New Gen: Ian Conyers, a Lansing Rookie, Sees Himself as a Congressional Heir





A 29-year-old legislator with a well-known last name sees himself as a political heir -- though his family has someone else in mind first.

"I will seek to continue the service we have provided Detroit and Michigan families," State Sen. Ian Conyers posts Tuesday morning on Facebook about an hour before his great-uncle, John Conyers, confirmed his immediate retirement before his 26th congressional term ends.

The younger Conyers, who first won elective office last November, now casts himself as a successor to the U.S. House seat that has been in his family's hands since 1965 -- 23 years before he was born in Detroit as the grandson of Nathan Conyers, a brother of the congressman.

His has competition already from second cousin John Conyers III, the congressman's 27-year-old son and his chosen successor, and from defeated Detroit mayoral candidate Coleman A. Young Jr.

Ian Conyers, the youngest state senator in Michigan history, brashly wastes no time seeking a spotlight. He tipped off The New York Times that his relative would announce his retirement Tuesday morning on a Detroit radio show and told reporter Yamiche Alcindor he's running for the seat next year. 
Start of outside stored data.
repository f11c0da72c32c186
mod common;
mod routing;
use serde::{Deserialize, Serialize};

use super::domain::{ApplicantRecord, Priority};

/// Counts per priority level, one slot per bucket.
#[derive(Debug, Clone, Copy, Default, PartialEq, Eq, Serialize, Deserialize)]
pub struct PriorityCounts {
    pub priority_1: usize,
    pub priority_2: usize,
    pub priority_3: usize,
    pub priority_4: usize,
}

impl PriorityCounts {
    pub fn get(&self, priority: Priority) -> usize {
        match priority.value() {
            1 => self.priority_1,
            2 => self.priority_2,
            3 => self.priority_3,
            _ => self.priority_4,
        }
    }

    fn record(&mut self, priority: Priority) {
        let slot = match priority.value() {
            1 => &mut self.priority_1,
            2 => &mut self.priority_2,
            3 => &mut self.priority_3,
            _ => &mut self.priority_4,
        };
        *slot += 1;
    }

    pub fn total(&self) -> usize {
        self.priority_1 + self.priority_2 + self.priority_3 + self.priority_4
    }
}

/// Per-priority summary of one ranking run.
///
/// `total_applications` counts consenting applications only, the pool the ranking
/// actually competes over; `roster_size` includes rows without consent.
#[derive(Debug, Clone, Copy, Default, PartialEq, Eq, Serialize, Deserialize)]
pub struct PriorityStatistics {
    pub total_applications: usize,
    pub roster_size: usize,
    pub applications: PriorityCounts,
    pub admissions: PriorityCounts,
}

impl PriorityStatistics {
    pub fn admitted(&self) -> usize {
        self.admissions.total()
    }
}

/// Derive the counts from one partition's rows and the admitted subset.
pub fn aggregate<'a, I>(partition: I, admitted: &[&ApplicantRecord]) -> PriorityStatistics
where
    I: IntoIterator<Item = &'a ApplicantRecord>,
{
    let mut statistics = PriorityStatistics::default();

    for record in partition {
        statistics.roster_size += 1;
        if record.consent {
            statistics.total_applications += 1;
            statistics.applications.record(record.priority);
        }
    }

    for record in admitted {
        statistics.admissions.record(record.priority);
    }

    statistics
}
use admissions::admissions::{
    AdmissionsService, Combinator, ExternalId, MemoryRepository, RawCondition, RosterKey,
};
use admissions::config::AppConfig;
use admissions::error::AppError;
use metrics_exporter_prometheus::PrometheusHandle;
use serde_json::Value;
use std::sync::atomic::AtomicBool;
use std::sync::Arc;
use tracing::info;

#[derive(Clone)]
pub(crate) struct AppState {
    pub(crate) readiness: Arc<AtomicBool>,
    pub(crate) metrics: Arc<PrometheusHandle>,
}

/// Roster store plus the service wired to the configured program catalog.
pub(crate) struct Workspace {
    pub(crate) repository: Arc<MemoryRepository>,
    pub(crate) service: Arc<AdmissionsService<MemoryRepository>>,
}

impl Workspace {
    pub(crate) fn open(config: &AppConfig) -> Result<Self, AppError> {
        let catalog = Arc::new(config.program_catalog()?);
        let repository = Arc::new(MemoryRepository::load(&config.storage.data_path)?);
        info!(
            path = %config.storage.data_path.display(),
            programs = catalog.len(),
            "roster workspace opened"
        );

        let service = Arc::new(AdmissionsService::new(repository.clone(), catalog));
        Ok(Self {
            repository,
            service,
        })
    }

    pub(crate) fn persist(&self, config: &AppConfig) -> Result<(), AppError> {
        self.repository.save(&config.storage.data_path)?;
        Ok(())
    }
}

pub(crate) fn roster_key(program: &str, date: &str) -> RosterKey {
    RosterKey::new(program.trim(), date.trim())
}

pub(crate) fn parse_external_id(raw: &str) -> Result<ExternalId, String> {
    raw.trim()
        .parse::<u32>()
        .map(ExternalId)
        .map_err(|err| format!("'{raw}' is not a valid applicant id ({err})"))
}

/// Parse `[and|or] <field> <operator> <value>`; `in` takes a comma-separated list.
///
/// Values stay strings; the filter coerces them to the field's type and reports
/// what it cannot use.
pub(crate) fn parse_filter(raw: &str) -> Result<RawCondition, String> {
    let mut tokens: Vec<&str> = raw.split_whitespace().collect();
    let combinator = match tokens.first().map(|token| token.to_ascii_lowercase()) {
        Some(token) if token == "or" => {
            tokens.remove(0);
            Combinator::Or
        }
        Some(token) if token == "and" => {
            tokens.remove(0);
            Combinator::And
        }
        _ => Combinator::And,
    };

    if tokens.len() < 3 {
        return Err(format!(
            "filter '{raw}' must look like '[and|or] <field> <operator> <value>'"
        ));
    }

    let field = tokens[0];
    let operator = tokens[1];
    let value = tokens[2..].join(" ");
    let value = if operator.eq_ignore_ascii_case("in") {
        Value::Array(
            value
                .split(',')
                .map(|item| Value::String(item.trim().to_string()))
                .filter(|item| item.as_str() != Some(""))
                .collect(),
        )
    } else {
        Value::String(value)
    };

    Ok(RawCondition::new(field, operator, value, combinator))
}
His Facebook post praises the elderly Conyers:

The Dean has served our nation as a warrior on the battlefield in Korea and here at home as a champion of civil rights. He has been a hero of mine and learned from his father, John Conyers Sr., who lead the Great Migration from Georgia to become the second black hired by UAW in 1940 to fight for what's right.

Conyers the elder and the relative who wants his job are Democrats separated by 59 years and two generations. Now Conyers the younger is ready to leap up from being a rookie senator in Lansing to serving on Capitol Hill in Washington. 
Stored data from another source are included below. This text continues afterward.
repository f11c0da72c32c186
use chrono::{DateTime, Utc};
use serde::Serialize;

use super::domain::{ProgramCode, RosterKey, SnapshotDate};
use super::ranking::Cutoff;
use super::repository::{CutoffRecord, StatisticsRecord};
use super::statistics::PriorityStatistics;

/// Freshness of a stored result relative to the live roster partition.
#[derive(Debug, Clone, Copy, PartialEq, Eq, Serialize)]
#[serde(rename_all = "snake_case")]
pub enum ResultStatus {
    Current,
    /// The partition changed after the result was computed.
    Stale,
    NotComputed,
}

impl ResultStatus {
    fn of(roster_version: Option<u64>, live_version: u64) -> Self {
        match roster_version {
            None => ResultStatus::NotComputed,
            Some(version) if version == live_version => ResultStatus::Current,
            Some(_) => ResultStatus::Stale,
        }
    }

    pub fn label(self) -> &'static str {
        match self {
            ResultStatus::Current => "current",
            ResultStatus::Stale => "stale",
            ResultStatus::NotComputed => "not computed",
        }
    }
}

/// Presentation row for one program's cutoff on one date.
#[derive(Debug, Clone, PartialEq, Eq, Serialize)]
pub struct CutoffView {
    pub program: ProgramCode,
    pub snapshot_date: SnapshotDate,
    pub places: Option<usize>,
    pub cutoff: Option<Cutoff>,
    /// Score, `undersubscribed` or `-` when nothing was computed.
    pub label: String,
    pub admitted: Option<usize>,
    pub status: ResultStatus,
    pub computed_at: Option<DateTime<Utc>>,
}

impl CutoffView {
    pub(crate) fn new(
        key: &RosterKey,
        places: Option<usize>,
        record: Option<&CutoffRecord>,
        live_version: u64,
    ) -> Self {
        Self {
            program: key.program.clone(),
            snapshot_date: key.snapshot_date.clone(),
            places: places.or_else(|| record.map(|record| record.places)),
            cutoff: record.map(|record| record.cutoff),
            label: record
                .map(|record| record.cutoff.label())
                .unwrap_or_else(|| "-".to_string()),
            admitted: record.map(|record| record.admitted),
            status: ResultStatus::of(record.map(|record| record.roster_version), live_version),
            computed_at: record.map(|record| record.computed_at),
        }
    }
}

#[derive(Debug, Clone, PartialEq, Eq, Serialize)]
pub struct StatisticsView {
    pub program: ProgramCode,
    pub snapshot_date: SnapshotDate,
    pub statistics: Option<PriorityStatistics>,
    pub status: ResultStatus,
}

impl StatisticsView {
    pub(crate) fn new(key: &RosterKey, record: Option<&StatisticsRecord>, live_version: u64) -> Self {
        Self {
            program: key.program.clone(),
            snapshot_date: key.snapshot_date.clone(),
            statistics: record.map(|record| record.statistics),
            status: ResultStatus::of(record.map(|record| record.roster_version), live_version),
        }
    }
}

/// Roster size and mean total score of one snapshot date.
#[derive(Debug, Clone, PartialEq, Serialize)]
pub struct DateSummary {
    pub snapshot_date: SnapshotDate,
    pub applicants: usize,
    pub mean_total_score: Option<f64>,
}

/// Side-by-side view of two snapshot dates; deltas are `second - first`.
#[derive(Debug, Clone, PartialEq, Serialize)]
pub struct DateComparison {
    pub first: DateSummary,
    pub second: DateSummary,
    pub applicant_delta: i64,
    pub mean_total_score_delta: Option<f64>,
}

impl DateComparison {
    pub(crate) fn new(first: DateSummary, second: DateSummary) -> Self {
        let applicant_delta = second.applicants as i64 - first.applicants as i64;
        let mean_total_score_delta = match (first.mean_total_score, second.mean_total_score) {
            (Some(before), Some(after)) => Some(after - before),
            _ => None,
        };

        Self {
            first,
            second,
            applicant_delta,
            mean_total_score_delta,
        }
    }
}

#[cfg(test)]
mod tests {
    use super::*;

    #[test]
    fn status_follows_roster_version() {
        assert_eq!(ResultStatus::of(None, 3), ResultStatus::NotComputed);
        assert_eq!(ResultStatus::of(Some(3), 3), ResultStatus::Current);
        assert_eq!(ResultStatus::of(Some(2), 3), ResultStatus::Stale);
    }

    #[test]
    fn view_without_record_reads_as_dash() {
        let view = CutoffView::new(&RosterKey::new("IB", "01.08"), Some(20), None, 0);
        assert_eq!(view.label, "-");
        assert_eq!(view.places, Some(20));
        assert_eq!(view.status, ResultStatus::NotComputed);
    }

    #[test]
    fn comparison_deltas_run_from_first_to_second() {
        let comparison = DateComparison::new(
            DateSummary {
                snapshot_date: SnapshotDate::new("01.08"),
                applicants: 10,
                mean_total_score: Some(200.0),
            },
            DateSummary {
                snapshot_date: SnapshotDate::new("02.08"),
                applicants: 7,
                mean_total_score: Some(212.5),
            },
        );

        assert_eq!(comparison.applicant_delta, -3);
        assert_eq!(comparison.mean_total_score_delta, Some(12.5));
    }
}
"The work of protecting working people of southeast Michigan from a Washington administration that is changing the rules must continue," Sen. Conyers says in his social media post. He refers to "nearly 100 years" of public service by his great-uncle and himself -- a stretch that includes their non-elective community and organized labor work.

The freshman state lawmaker, a graduate of the University of Detroit Jesuit High School. likely had his eye on this goal since entering Georgetown University in Washington as a government major in 2006 and staying for a 2015 master's in urban planning, it's reasonable to assume.

That doesn't mean he won't face a primary challenger for the open seat. "Why is his nephew State Sen. Ian Conyers positioning himself in this [Times] article as the rightful owner of the Conyers seat?" tweets Bankole Thompson, a former Michigan Chronicle editor who's now a twice-weekly Detroit News columnist. 

There's a local parallel, of sorts, for a congressional dynasty -- though not jumping two generations.

Rep. Debbie Dingell, D-Dearborn, in 2014 won a seat that has been in her family's hands since 1932, when John Dingell Sr. was elected. The elder Dingell served for 22 years and was succeeded by his son in 1958. John D. Dingell  served 60 years -- the longest congressional tenure in U.S. history.

The current congresswoman, 64, represents a district (redrawn repeatedly) that first elected her father-in-law 85 years ago. (She's Dingell's second wife. They wed in 1981 and she switched from being a Republican.)

The Dingells' political legacy is unlikely to be matched in length by another American family of either party.